WHAT TO DO: Records follow. Select each line holding "http".

AVAILABLE RECORDS:
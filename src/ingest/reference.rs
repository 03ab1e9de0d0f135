use crate::ingest::row::HeaderIndex;
use crate::logging::REPORT_TARGET;
use crate::models::LookupTable;
use csv::ReaderBuilder;
use std::path::Path;
use thiserror::Error;
use tracing::{debug, info};

/// Separator between the parts of a composite key.
pub const COMPOSITE_DELIMITER: &str = "|";

/// How a lookup key is built from the columns of one record.
#[derive(Debug, Clone, PartialEq, Eq)]
pub enum KeyRule {
    Column(String),
    /// Single column, lowercased.
    Lowercase(String),
    /// Several columns, whitespace runs replaced by `_`, joined by
    /// [`COMPOSITE_DELIMITER`]. Absent or blank parts are skipped.
    Composite(Vec<String>),
}

impl KeyRule {
    /// One column → `Column`, several → `Composite`.
    pub fn from_columns(columns: &[String]) -> Self {
        match columns {
            [single] => KeyRule::Column(single.clone()),
            many => KeyRule::Composite(many.to_vec()),
        }
    }

    pub fn columns(&self) -> Vec<&str> {
        match self {
            KeyRule::Column(column) | KeyRule::Lowercase(column) => vec![column.as_str()],
            KeyRule::Composite(columns) => columns.iter().map(String::as_str).collect(),
        }
    }

    /// Builds the key from a field accessor. Returns `None` for blank keys.
    pub fn key<'a, F>(&self, field: F) -> Option<String>
    where
        F: Fn(&str) -> Option<&'a str>,
    {
        let key = match self {
            KeyRule::Column(column) => field(column)?.trim().to_string(),
            KeyRule::Lowercase(column) => field(column)?.trim().to_lowercase(),
            KeyRule::Composite(columns) => columns
                .iter()
                .filter_map(|column| field(column))
                .map(|part| part.split_whitespace().collect::<Vec<_>>().join("_"))
                .filter(|part| !part.is_empty())
                .collect::<Vec<_>>()
                .join(COMPOSITE_DELIMITER),
        };
        if key.is_empty() { None } else { Some(key) }
    }
}

#[derive(Debug, Error)]
pub enum ReferenceError {
    #[error("CSV file error: {path}: {source}")]
    Read {
        path: String,
        #[source]
        source: csv::Error,
    },
    #[error("{path} has no `{value_column}` column or none of the key columns {key_columns:?}")]
    MissingColumns {
        path: String,
        value_column: String,
        key_columns: Vec<String>,
    },
}

#[derive(Debug, Clone, Default)]
pub struct ReferenceTable {
    pub entries: LookupTable,
    /// Data rows read, including the skipped ones.
    pub rows: usize,
    pub skipped: usize,
}

/// Loads a small lookup CSV (header row first) into memory. Later rows
/// overwrite earlier rows with the same key.
pub fn load_reference_table(
    path: &Path,
    key: &KeyRule,
    value_column: &str,
) -> Result<ReferenceTable, ReferenceError> {
    let read_error = |source: csv::Error| ReferenceError::Read {
        path: path.display().to_string(),
        source,
    };
    let mut reader = ReaderBuilder::new()
        .has_headers(true)
        .flexible(true)
        .from_path(path)
        .map_err(read_error)?;
    let index = HeaderIndex::new(reader.headers().map_err(read_error)?);

    let any_key_column = key.columns().iter().any(|column| index.contains(column));
    if !index.contains(value_column) || !any_key_column {
        return Err(ReferenceError::MissingColumns {
            path: path.display().to_string(),
            value_column: value_column.to_string(),
            key_columns: key.columns().iter().map(|c| c.to_string()).collect(),
        });
    }

    let mut table = ReferenceTable::default();
    for record in reader.records() {
        let record = record.map_err(read_error)?;
        table.rows += 1;
        let row = index.row(&record);
        let entry = key
            .key(|column| row.get(column))
            .zip(row.non_empty(value_column));
        match entry {
            Some((k, v)) => {
                table.entries.insert(k, v.to_string());
            }
            None => {
                table.skipped += 1;
                debug!(row = table.rows, path = %path.display(), "reference row without key or value skipped");
            }
        }
    }

    info!(
        target: REPORT_TARGET,
        path = %path.display(),
        rows = table.rows,
        entries = table.entries.len(),
        "Done reading csv file with {} entries.",
        table.entries.len()
    );
    Ok(table)
}

#[cfg(test)]
mod tests {
    use super::*;
    use crate::testing::write_file;

    #[test]
    fn category_map_uses_from_and_to() {
        let dir = tempfile::tempdir().unwrap();
        let path = write_file(
            dir.path(),
            "category-mapping.csv",
            "from,to\nElectronics,ELEC\nGarden,GARDEN\n,ORPHAN\nElectronics,ELECTRONICS\n",
        );
        let table = load_reference_table(&path, &KeyRule::Column("from".into()), "to").unwrap();
        assert_eq!(table.rows, 4);
        assert_eq!(table.skipped, 1);
        assert_eq!(table.entries.len(), 2);
        assert_eq!(table.entries["Electronics"], "ELECTRONICS");
    }

    #[test]
    fn variance_keys_are_lowercased() {
        let dir = tempfile::tempdir().unwrap();
        let path = write_file(
            dir.path(),
            "variance-mapping.csv",
            "Variance,Type\nRed,Color\nXL,Size\n",
        );
        let table =
            load_reference_table(&path, &KeyRule::Lowercase("Variance".into()), "Type").unwrap();
        assert_eq!(table.entries.get("red").map(String::as_str), Some("Color"));
        assert_eq!(table.entries.get("xl").map(String::as_str), Some("Size"));
        assert!(table.entries.get("Red").is_none());
    }

    #[test]
    fn composite_keys_normalize_whitespace_and_skip_absent_columns() {
        let dir = tempfile::tempdir().unwrap();
        let path = write_file(
            dir.path(),
            "composite.csv",
            "Department,Aisle,to\nHome  Garden,Outdoor Lights,7\n",
        );
        let rule = KeyRule::Composite(vec![
            "Department".into(),
            "Shelf".into(),
            "Aisle".into(),
        ]);
        let table = load_reference_table(&path, &rule, "to").unwrap();
        assert_eq!(table.entries["Home_Garden|Outdoor_Lights"], "7");
    }

    #[test]
    fn missing_value_column_is_fatal() {
        let dir = tempfile::tempdir().unwrap();
        let path = write_file(dir.path(), "bad.csv", "from,target\nA,B\n");
        let err = load_reference_table(&path, &KeyRule::Column("from".into()), "to").unwrap_err();
        assert!(matches!(err, ReferenceError::MissingColumns { .. }));
    }

    #[test]
    fn unreadable_table_is_fatal() {
        let dir = tempfile::tempdir().unwrap();
        let err = load_reference_table(
            &dir.path().join("nope.csv"),
            &KeyRule::Column("from".into()),
            "to",
        )
        .unwrap_err();
        assert!(matches!(err, ReferenceError::Read { .. }));
    }
}
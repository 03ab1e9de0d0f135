pub mod normalize;
pub mod reference;
pub mod resources;
pub mod row;
pub mod validate;

pub use normalize::{Diagnostic, Lookups, NormalizedCatalog, normalize_file};
pub use reference::{KeyRule, load_reference_table};
pub use validate::validate_csv;
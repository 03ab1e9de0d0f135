use tracing::trace;

// Trace-level counters; a recorder can be attached later without touching call sites.

pub fn stage_elapsed(stage: &'static str, elapsed_ms: u128) {
    trace!(
        target: "loader.metrics",
        stage = stage,
        elapsed_ms = elapsed_ms as u64,
        "stage_elapsed"
    );
}

pub fn batch_uploaded(index: usize, size: usize, success: bool) {
    trace!(
        target: "loader.metrics",
        batch = index,
        size = size,
        success = success,
        "batch_uploaded"
    );
}

pub fn variant_rejected(reason: &'static str) {
    trace!(
        target: "loader.metrics",
        reason = reason,
        "variant_rejected_total_inc"
    );
}
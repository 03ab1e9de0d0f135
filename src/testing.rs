use crate::config::LoaderConfig;
use crate::models::{ProductRecord, RunContext, VariantRecord};
use axum::{Json, Router, extract::State, http::StatusCode, routing::post};
use serde_json::{Value, json};
use std::collections::BTreeMap;
use std::path::{Path, PathBuf};
use std::sync::{Arc, Mutex};

pub fn write_file(dir: &Path, name: &str, contents: &str) -> PathBuf {
    let path = dir.join(name);
    std::fs::write(&path, contents).expect("write fixture");
    path
}

/// Canned responses for [`StubCatalog`].
#[derive(Debug, Clone)]
pub struct StubBehavior {
    pub categories: Value,
    pub categories_status: u16,
    /// 1-based upload calls answered with an `Error` response.
    pub failing_batches: Vec<usize>,
    pub upload_status: u16,
    pub category_map: Value,
}

impl Default for StubBehavior {
    fn default() -> Self {
        Self {
            categories: json!({
                "response": "Success",
                "categories": [
                    {"name": "ELEC", "category_id": 42},
                    {"name": "GARDEN", "category_id": 9}
                ]
            }),
            categories_status: 200,
            failing_batches: Vec::new(),
            upload_status: 200,
            category_map: json!({"response": "Success"}),
        }
    }
}

struct StubState {
    behavior: StubBehavior,
    requests: Mutex<Vec<(String, Value)>>,
}

impl StubState {
    fn record(&self, path: &str, body: Value) -> usize {
        let mut requests = self.requests.lock().expect("stub lock");
        requests.push((path.to_string(), body));
        requests.iter().filter(|(p, _)| p == path).count()
    }
}

/// In-process catalog service bound to an ephemeral local port.
pub struct StubCatalog {
    pub base_url: String,
    state: Arc<StubState>,
}

impl StubCatalog {
    pub async fn start(behavior: StubBehavior) -> Self {
        let state = Arc::new(StubState {
            behavior,
            requests: Mutex::new(Vec::new()),
        });
        let app = Router::new()
            .route("/getParentCategories", post(parent_categories))
            .route("/loadProducts", post(load_products))
            .route("/categoryMap", post(category_map))
            .with_state(state.clone());

        let listener = tokio::net::TcpListener::bind("127.0.0.1:0")
            .await
            .expect("bind stub");
        let addr = listener.local_addr().expect("stub addr");
        tokio::spawn(async move {
            let _ = axum::serve(listener, app).await;
        });
        Self {
            base_url: format!("http://{addr}"),
            state,
        }
    }

    pub fn requests(&self) -> Vec<(String, Value)> {
        self.state.requests.lock().expect("stub lock").clone()
    }

    pub fn requests_to(&self, path: &str) -> Vec<Value> {
        self.requests()
            .into_iter()
            .filter(|(p, _)| p == path)
            .map(|(_, body)| body)
            .collect()
    }

    pub fn uploads(&self) -> Vec<Value> {
        self.requests_to("/loadProducts")
    }

    pub fn upload_sizes(&self) -> Vec<usize> {
        self.uploads()
            .iter()
            .map(|body| body["products"].as_array().map_or(0, Vec::len))
            .collect()
    }
}

fn status(code: u16) -> StatusCode {
    StatusCode::from_u16(code).unwrap_or(StatusCode::OK)
}

async fn parent_categories(
    State(state): State<Arc<StubState>>,
    Json(body): Json<Value>,
) -> (StatusCode, Json<Value>) {
    state.record("/getParentCategories", body);
    (
        status(state.behavior.categories_status),
        Json(state.behavior.categories.clone()),
    )
}

async fn load_products(
    State(state): State<Arc<StubState>>,
    Json(body): Json<Value>,
) -> (StatusCode, Json<Value>) {
    let call = state.record("/loadProducts", body);
    let response = if state.behavior.failing_batches.contains(&call) {
        json!({"response": "Error", "message": "duplicate sku"})
    } else {
        json!({"response": "Success"})
    };
    (status(state.behavior.upload_status), Json(response))
}

async fn category_map(
    State(state): State<Arc<StubState>>,
    Json(body): Json<Value>,
) -> (StatusCode, Json<Value>) {
    state.record("/categoryMap", body);
    (StatusCode::OK, Json(state.behavior.category_map.clone()))
}

pub fn sample_product(name: &str, line: usize) -> ProductRecord {
    ProductRecord::new(VariantRecord {
        line_number: line,
        group_key: name.to_string(),
        category_id: Some(42),
        product_name: name.to_string(),
        manufacturer: "Acme".to_string(),
        short_description: "short".to_string(),
        long_description: "long".to_string(),
        sku: format!("SKU-{line}"),
        manufacturer_sku: None,
        supplier_sku: None,
        cost_price: "10.00".to_string(),
        sale_price: Some("10.00".to_string()),
        weight: "1".to_string(),
        quantity: Some(1),
        barcode: None,
        serial_number: Some("SN".to_string()),
        variance: None,
        variance_value: None,
        images: Vec::new(),
        attributes: BTreeMap::new(),
        is_displayed: true,
        format: String::new(),
        id_at_source: 0,
        meta_title: None,
        meta_description: None,
        meta_keyword: None,
        status_only: "0".to_string(),
    })
}

/// Run context pointing at `base_url` with mapping tables written into `dir`:
/// `Electronics → ELEC`, `Garden → GARDEN`, variances `red → Color`, `xl → Size`.
pub fn fixture_context(base_url: &str, dir: &Path, csv_file: PathBuf, batch_size: usize) -> RunContext {
    let category_mapping = write_file(
        dir,
        "category-mapping.csv",
        "from,to\nElectronics,ELEC\nGarden,GARDEN\n",
    );
    let variance_mapping = write_file(dir, "variance-mapping.csv", "Variance,Type\nRed,Color\nXL,Size\n");
    let config = LoaderConfig {
        batch_size,
        category_mapping,
        variance_mapping,
        ..LoaderConfig::default()
    };
    config.run_context(base_url, "test-token", "source-1", csv_file)
}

REPLY TO THE TASK:
use axum::{Json, Router, extract::State, http::StatusCode, routing::post};
            base_url: format!("http://{addr}"),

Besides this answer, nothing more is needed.